Competition Overdose: How Free Market Mythology Transformed Us From Citizen Kings to Market Servants
by
Maurice E. Stucke
and
Ariel Ezrachi
Published 14 May 2020
In subsequent versions of the experiment (there were nineteen in all) Milgram varied the external situational factors to determine the extent to which they altered the degree of obedience.51 Milgram wasn’t really using these experiments to test learners’ memory, but subjects’ compliance. Unbeknownst to the teachers, the learner was actually working with Milgram and was not in fact receiving any shocks. Like the social psychologist Philip Zimbardo, the pioneer of the famous Stanford prison experiment, Milgram was trying to identify the situational factors that enable ordinary people to commit evil acts. Why do we mention Milgram’s and Zimbardo’s experiments?
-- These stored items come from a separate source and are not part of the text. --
//! Progress tracking for the texture loads.
//!
//! Every tracked load calls [`LoadingManager::item_start`] before it begins and
//! [`LoadingManager::item_end`] once it finished, whether it succeeded or not.
//! Each end yields a [`LoadProgress`] that the [`ProgressBar`] turns into the
//! horizontal scale of its fill.

/// How a finished load counts towards the loading bar.
#[derive(Clone, Copy, Debug)]
pub enum Finished<'a> {
    Loaded(&'a str),
    Failed(&'a str, &'a anyhow::Error),
    /// Loads the manager never started, such as the skybox and the models.
    Untracked,
}

/// One progress notification.
#[derive(Clone, Debug, PartialEq, Eq)]
pub struct LoadProgress {
    pub url: String,
    pub items_loaded: usize,
    pub items_total: usize,
}

impl LoadProgress {
    pub fn ratio(&self) -> f32 {
        if self.items_total == 0 {
            1.0
        } else {
            self.items_loaded as f32 / self.items_total as f32
        }
    }

    pub fn is_complete(&self) -> bool {
        self.items_loaded >= self.items_total
    }
}

#[derive(Clone, Debug, Default)]
pub struct LoadingManager {
    items_loaded: usize,
    items_total: usize,
    failed: Vec<String>,
}

impl LoadingManager {
    pub fn new() -> Self {
        Self::default()
    }

    pub fn item_start(&mut self, url: &str) {
        self.items_total += 1;
        log::debug!("loading {url} ({} tracked)", self.items_total);
    }

    pub fn item_end(&mut self, url: &str) -> LoadProgress {
        self.items_loaded = (self.items_loaded + 1).min(self.items_total);
        LoadProgress {
            url: url.to_string(),
            items_loaded: self.items_loaded,
            items_total: self.items_total,
        }
    }

    /// Records the failure and ends the item, so a broken asset never blocks completion.
    pub fn item_error(&mut self, url: &str, error: &anyhow::Error) -> LoadProgress {
        log::warn!("failed to load {url}: {error:#}");
        self.failed.push(url.to_string());
        self.item_end(url)
    }

    /// Ends a tracked item and moves `bar` along. Untracked loads change neither.
    pub fn finish(&mut self, bar: &mut ProgressBar, finished: Finished<'_>) -> Option<LoadProgress> {
        let progress = match finished {
            Finished::Loaded(url) => self.item_end(url),
            Finished::Failed(url, error) => self.item_error(url, error),
            Finished::Untracked => return None,
        };
        bar.on_progress(&progress);
        Some(progress)
    }

    pub fn items_loaded(&self) -> usize {
        self.items_loaded
    }

    pub fn items_total(&self) -> usize {
        self.items_total
    }

    pub fn failed(&self) -> &[String] {
        &self.failed
    }

    pub fn is_complete(&self) -> bool {
        self.items_loaded == self.items_total
    }
}

/// The loading bar: visible with an empty fill until every item finished.
#[derive(Clone, Copy, Debug, PartialEq)]
pub struct ProgressBar {
    scale_x: f32,
    visible: bool,
}

impl Default for ProgressBar {
    fn default() -> Self {
        Self::new()
    }
}

impl ProgressBar {
    pub fn new() -> Self {
        Self {
            scale_x: 0.0,
            visible: true,
        }
    }

    pub fn on_progress(&mut self, progress: &LoadProgress) {
        self.scale_x = progress.ratio();
        if progress.is_complete() {
            self.on_load();
        }
    }

    pub fn on_load(&mut self) {
        self.visible = false;
    }

    pub fn scale_x(&self) -> f32 {
        self.scale_x
    }

    pub fn visible(&self) -> bool {
        self.visible
    }

    /// CSS transform for the `.progressbar` element.
    pub fn css_transform(&self) -> String {
        format!("scaleX({})", self.scale_x)
    }
}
Because six of the ten situational factors they identified that led their subjects to commit such horrendous acts could have led us down the path to the dark side of competition (and did).52 One situational factor is to present basic rules that seem to make sense before they are actually put into practice, and then to use them “arbitrarily and impersonally to justify mindless compliance.”53 The way Milgram’s experiment was explained to participants made sense initially (using the effect of a slight penalty—a mild shock—as an incentive to remember).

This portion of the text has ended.